County authorities, overwhelmed by the illegal operations, have sent notices to property owners with their annual tax bills. The letters warn property owners could face huge fines, or criminal charges in some cases, and even civil forfeiture proceedings that could cost them their land, if they lease to illegal growers.

The Mail Tribune and other news organizations have published multiple stories about rampant illegal growing this season, much of it conducted by foreign cartels employing immigrant laborers under slave-like conditions.

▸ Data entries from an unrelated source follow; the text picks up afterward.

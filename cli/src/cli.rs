use clap::{Parser, Subcommand, ValueEnum, ValueHint};
use rdf_lens::model::QueryKind;
use rdf_lens::projection::AnomalyPolicy;
use std::path::PathBuf;
use std::time::Duration;

#[derive(Parser)]
#[command(about, version, name = "rdf-lens")]
/// RDF Lens command line shell for visualizing query results
pub struct Args {
    #[command(subcommand)]
    pub command: Command,
}

#[derive(Subcommand)]
pub enum Command {
    /// Replay the results of a query stored in a file and project them onto a graph
    ///
    /// Press Ctrl-C to cancel the run. Everything visualized until then is kept.
    Run {
        /// File with the results to replay
        ///
        /// It can be a SPARQL results document (srj, srx, csv, tsv) or an RDF document whose
        /// triples are replayed as ?subject ?predicate ?object rows.
        #[arg(short, long, value_hint = ValueHint::FilePath)]
        file: PathBuf,
        /// The format of the file
        ///
        /// It can be an extension like "srj" or a MIME type like "text/turtle".
        ///
        /// By default the format is guessed from the file extension.
        #[arg(long)]
        format: Option<String>,
        /// The text of the query that produced the results
        #[arg(short, long)]
        query: Option<String>,
        /// The kind of the query: select, ask, construct or shacl
        ///
        /// By default the kind is detected from the query text. Without a query, RDF documents
        /// are treated as construct results and everything else as select results.
        #[arg(long)]
        kind: Option<QueryKind>,
        /// Stop after this many rows
        #[arg(long)]
        limit: Option<usize>,
        /// Fail the run if it takes longer than this, e.g. "30s" or "500ms"
        #[arg(long, value_parser = parse_duration)]
        timeout: Option<Duration>,
        /// Delay every row, simulating a slow engine
        #[arg(long, value_parser = parse_duration)]
        row_delay: Option<Duration>,
        /// Number of elements or rows after which the visual model is updated
        #[arg(long)]
        batch_size: Option<usize>,
        /// Maximal time between two updates of the visual model
        #[arg(long, value_parser = parse_duration)]
        flush_interval: Option<Duration>,
        /// Maximal number of elements in the visual model
        #[arg(long)]
        max_elements: Option<usize>,
        /// Maximal number of rows kept in the result table
        ///
        /// Later rows are still added to the graph but cannot be selected.
        #[arg(long)]
        max_rows: Option<usize>,
        /// JSON file with the role of each result variable
        ///
        /// For example: [{"variable": "s", "role": "subject"}, {"variable": "name", "role": {"attribute_of": "s"}}]
        ///
        /// By default the roles are inferred from the query kind and the variable names.
        #[arg(long, value_hint = ValueHint::FilePath)]
        rules: Option<PathBuf>,
        /// Additional prefix used in labels, e.g. "ex=http://example.com/"
        #[arg(long, value_parser = parse_prefix)]
        prefix: Vec<(String, String)>,
        /// What to do with terms that can only be visualized on a best-effort basis
        #[arg(long, value_enum, default_value_t = Anomalies::Count)]
        anomalies: Anomalies,
        /// Print every element of the visual model once the run is over
        #[arg(long)]
        elements: bool,
    },
}

#[derive(Clone, Copy, Debug, ValueEnum)]
pub enum Anomalies {
    /// Degrade the affected terms silently
    Silent,
    /// Count the affected terms in the summary
    Count,
    /// Count and print each affected term
    Report,
}

impl From<Anomalies> for AnomalyPolicy {
    fn from(value: Anomalies) -> Self {
        match value {
            Anomalies::Silent => AnomalyPolicy::Silent,
            Anomalies::Count => AnomalyPolicy::Count,
            Anomalies::Report => AnomalyPolicy::Report,
        }
    }
}

/// Parses "250ms", "3s", "2m" or a plain number of seconds.
pub fn parse_duration(value: &str) -> Result<Duration, String> {
    let value = value.trim();
    let (number, unit) = value
        .find(|c: char| !c.is_ascii_digit())
        .map_or((value, ""), |split| value.split_at(split));
    let number = number
        .parse::<u64>()
        .map_err(|_| format!("'{value}' is not a duration"))?;
    match unit {
        "ms" => Ok(Duration::from_millis(number)),
        "" | "s" => Ok(Duration::from_secs(number)),
        "m" => number
            .checked_mul(60)
            .map(Duration::from_secs)
            .ok_or_else(|| format!("'{value}' is too long")),
        _ => Err(format!("Unknown duration unit '{unit}', expected ms, s or m")),
    }
}

fn parse_prefix(value: &str) -> Result<(String, String), String> {
    let (prefix, namespace) = value
        .split_once('=')
        .ok_or_else(|| format!("'{value}' is not of the form prefix=namespace"))?;
    if namespace.is_empty() {
        return Err(format!("The namespace of '{prefix}' is empty"));
    }
    Ok((prefix.to_owned(), namespace.to_owned()))
}
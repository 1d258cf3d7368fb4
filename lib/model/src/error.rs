/// Raised when a textual query kind (e.g., from a command line flag) is not known.
#[derive(Debug, Clone, PartialEq, Eq, thiserror::Error)]
#[error("Unknown query kind '{0}', expected one of select, ask, construct, shacl")]
pub struct UnknownQueryKindError(pub String);
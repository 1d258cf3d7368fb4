//! A [`QueryEngine`](rdf_lens_common::QueryEngine) that replays results from serialized
//! documents.
//!
//! The [`ReplayEngine`] does not evaluate queries. It serves the content of one document for every
//! query it opens:
//! - SPARQL result documents (JSON, XML, CSV, TSV) are served row by row. A boolean result becomes
//!   a single row binding `?boolean`.
//! - RDF documents (Turtle, N-Triples, TriG, RDF/XML, ...) are served as `?subject ?predicate
//!   ?object` rows, one per triple.
//!
//! This makes it possible to explore previously exported results, and to drive the pipeline in
//! tests and demos.

mod cursor;
mod engine;
mod error;
mod format;

pub use engine::ReplayEngine;
pub use error::ReplayError;
pub use format::ReplayFormat;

Those operations could not exist without land and water, and anyone who leases to them is taking a huge risk.

Fines from the Oregon Occupational Safety and Health Administration for failing to register a farm labor camp can top $100,000. Erecting greenhouses without county permits can cost the property owner — not the tenant — fines of up to $13,000 per structure.

Water theft is another potential liability for property owners. Illegal use of water can result in fines of up to $1,000 a day.

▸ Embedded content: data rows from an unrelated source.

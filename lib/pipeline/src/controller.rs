use crate::cancel::CancellationToken;
use crate::config::PipelineConfig;
use crate::error::{PipelineError, RunError};
use crate::event::{PipelineEvent, PipelineEvents};
use crate::state::{RunId, RunState, RunStats};
use crate::stream::ResultStream;
use parking_lot::Mutex;
use rdf_lens_common::error::{EngineError, ExecutionError};
use rdf_lens_common::QueryEngine;
use rdf_lens_model::{Query, ResultRow};
use rdf_lens_projection::{GraphProjector, ProjectionRules};
use rdf_lens_visual::{Batch, SelectionBridge, VisualModel};
use std::sync::atomic::{AtomicU64, Ordering};
use std::sync::Arc;
use tokio::sync::{mpsc, oneshot, watch};
use tokio::time::Instant;

/// Runs queries and feeds their results into a [VisualModel].
///
/// The controller owns at most one live run. Starting a run while another one is live is
/// rejected, never queued. Rows are pulled on a background task, so neither [Self::start] nor
/// [Self::cancel] blocks on engine I/O after the query has been opened.
///
/// The controller is a cheap, clonable handle. All clones control the same runs.
#[derive(Clone)]
pub struct PipelineController {
    inner: Arc<ControllerInner>,
}

struct ControllerInner {
    engine: Arc<dyn QueryEngine>,
    config: PipelineConfig,
    model: VisualModel,
    state: watch::Sender<RunState>,
    events: mpsc::UnboundedSender<PipelineEvent>,
    last_run: AtomicU64,
    cancel: Mutex<CancellationToken>,
}
use crate::cursor::ReplayCursor;
use crate::error::ReplayError;
use crate::format::ReplayFormat;
use async_trait::async_trait;
use rdf_lens_common::error::EngineError;
use rdf_lens_common::{QueryEngine, ResultCursor};
use rdf_lens_model::{Query, QueryKind};
use std::path::{Path, PathBuf};
use std::time::Duration;

/// A query engine that answers every query with the content of one document.
///
/// The document is read when a query is opened, so changes to the file are picked up by the next
/// run.
#[derive(Clone, Debug)]
pub struct ReplayEngine {
    path: PathBuf,
    format: ReplayFormat,
    row_delay: Option<Duration>,
}

impl ReplayEngine {
    /// Creates an engine serving `path` in the given `format`.
    pub fn new(path: impl Into<PathBuf>, format: ReplayFormat) -> Self {
        Self {
            path: path.into(),
            format,
            row_delay: None,
        }
    }

    /// Creates an engine serving `path`. The format is detected from the file extension.
    pub fn from_path(path: impl Into<PathBuf>) -> Result<Self, ReplayError> {
        let path = path.into();
        let format = ReplayFormat::from_path(&path)?;
        Ok(Self::new(path, format))
    }

    /// Delays every row by `delay`, simulating a slow engine.
    #[must_use]
    pub fn with_row_delay(mut self, delay: Duration) -> Self {
        self.row_delay = Some(delay);
        self
    }

    pub fn path(&self) -> &Path {
        &self.path
    }

    pub fn format(&self) -> ReplayFormat {
        self.format
    }
}

#[async_trait]
impl QueryEngine for ReplayEngine {
    fn name(&self) -> &str {
        "replay"
    }

    async fn open(&self, query: &Query) -> Result<Box<dyn ResultCursor>, EngineError> {
        if query.kind() == QueryKind::Ask && self.format.is_graph() {
            return Err(EngineError::UnsupportedQueryKind(query.kind()));
        }
        let document = tokio::fs::read(&self.path).await?;
        tracing::debug!(
            path = %self.path.display(),
            format = %self.format,
            bytes = document.len(),
            "Replaying document"
        );
        let cursor = ReplayCursor::open(document, self.format, self.row_delay)?;
        Ok(Box::new(cursor))
    }
}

And those are just the civil penalties. Depending on the circumstances, landowners could face criminal prosecution.

When all of this started, after voters legalized recreational marijuana in 2014 and Congress made hemp a legal agricultural crop starting in 2018, it was perhaps understandable that property owners might be deceived by illegal operators who claimed to have all the proper licenses and permissions to cultivate cannabis legally. Now, it’s too late for many owners, faced with established plantations on their land. And no one should be leasing land to anyone who claims to be licensed without checking.

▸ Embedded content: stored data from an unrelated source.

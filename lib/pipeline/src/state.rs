use crate::error::RunError;
use rdf_lens_model::Query;
use rdf_lens_projection::AnomalyTally;
use std::fmt::{Display, Formatter};
use std::time::Duration;
use tokio::time::Instant;

/// Identifies a run of a [PipelineController](crate::PipelineController).
///
/// Run ids of the same controller strictly increase.
#[derive(Clone, Copy, Debug, PartialEq, Eq, PartialOrd, Ord, Hash)]
pub struct RunId(u64);

impl RunId {
    pub(crate) fn new(id: u64) -> Self {
        Self(id)
    }

    pub fn as_u64(self) -> u64 {
        self.0
    }
}

impl Display for RunId {
    fn fmt(&self, f: &mut Formatter<'_>) -> std::fmt::Result {
        write!(f, "#{}", self.0)
    }
}

/// Counters of a run, updated whenever a batch is flushed.
#[derive(Clone, Copy, Debug, Default, PartialEq, Eq)]
pub struct RunStats {
    /// Rows applied to the visual model.
    pub rows_seen: usize,
    /// Elements projected from these rows, including repeated identities.
    pub elements_emitted: usize,
    /// The number of elements in the visual model.
    pub element_count: usize,
    /// Whether the visual model dropped elements because it reached its capacity.
    pub truncated: bool,
    pub anomalies: AnomalyTally,
}

/// The state of a [PipelineController](crate::PipelineController).
#[derive(Clone, Debug)]
pub enum RunState {
    /// No run has been started since the controller was created or reset.
    Idle,
    /// The query is being opened.
    Starting {
        run: RunId,
        query: Query,
        started_at: Instant,
    },
    /// Rows are being pulled and applied.
    Running {
        run: RunId,
        query: Query,
        started_at: Instant,
        stats: RunStats,
    },
    /// Cancellation was requested. The run stops at the next safe point.
    Cancelling {
        run: RunId,
        query: Query,
        started_at: Instant,
        stats: RunStats,
    },
    /// The result stream has been drained.
    Completed {
        run: RunId,
        elapsed: Duration,
        stats: RunStats,
    },
    /// The run has been cancelled. What was visualized before remains visible.
    Cancelled {
        run: RunId,
        elapsed: Duration,
        stats: RunStats,
    },
    /// The run has failed. What was visualized before remains visible.
    Failed {
        run: RunId,
        error: RunError,
        stats: RunStats,
    },
}

impl RunState {
    /// The run this state belongs to.
    pub fn run(&self) -> Option<RunId> {
        match self {
            RunState::Idle => None,
            RunState::Starting { run, .. }
            | RunState::Running { run, .. }
            | RunState::Cancelling { run, .. }
            | RunState::Completed { run, .. }
            | RunState::Cancelled { run, .. }
            | RunState::Failed { run, .. } => Some(*run),
        }
    }

    /// Returns the counters of the run, if any.
    pub fn stats(&self) -> Option<&RunStats> {
        match self {
            RunState::Idle | RunState::Starting { .. } => None,
            RunState::Running { stats, .. }
            | RunState::Cancelling { stats, .. }
            | RunState::Completed { stats, .. }
            | RunState::Cancelled { stats, .. }
            | RunState::Failed { stats, .. } => Some(stats),
        }
    }

    /// Whether a run is in progress, i.e., a new run cannot be started.
    pub fn is_live(&self) -> bool {
        matches!(
            self,
            RunState::Starting { .. } | RunState::Running { .. } | RunState::Cancelling { .. }
        )
    }

    /// Whether the state is one of the final states of a run.
    pub fn is_terminal(&self) -> bool {
        matches!(
            self,
            RunState::Completed { .. } | RunState::Cancelled { .. } | RunState::Failed { .. }
        )
    }

    pub fn name(&self) -> &'static str {
        match self {
            RunState::Idle => "idle",
            RunState::Starting { .. } => "starting",
            RunState::Running { .. } => "running",
            RunState::Cancelling { .. } => "cancelling",
            RunState::Completed { .. } => "completed",
            RunState::Cancelled { .. } => "cancelled",
            RunState::Failed { .. } => "failed",
        }
    }
}

impl Display for RunState {
    fn fmt(&self, f: &mut Formatter<'_>) -> std::fmt::Result {
        match self.run() {
            Some(run) => write!(f, "{} ({run})", self.name()),
            None => f.write_str(self.name()),
        }
    }
}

Owners can contact the state Agriculture Department, which regulates hemp farming, to find out if their tenants are licensed to grow the non-intoxicating varieties of cannabis. But the Oregon Liquor and Cannabis Commission (formerly the Oregon Liquor Control Commission) will not confirm or deny if an individual is licensed to grow recreational or medical marijuana, according to the Jackson County Sheriff’s Office. You can download an image of an official license, and get answers to other questions, by visiting the Sheriff’s Office website.

The issue of illegal grows and all the human suffering that goes along with it is not a secret. There is no excuse for property owners pretending not to know what’s being done on their land.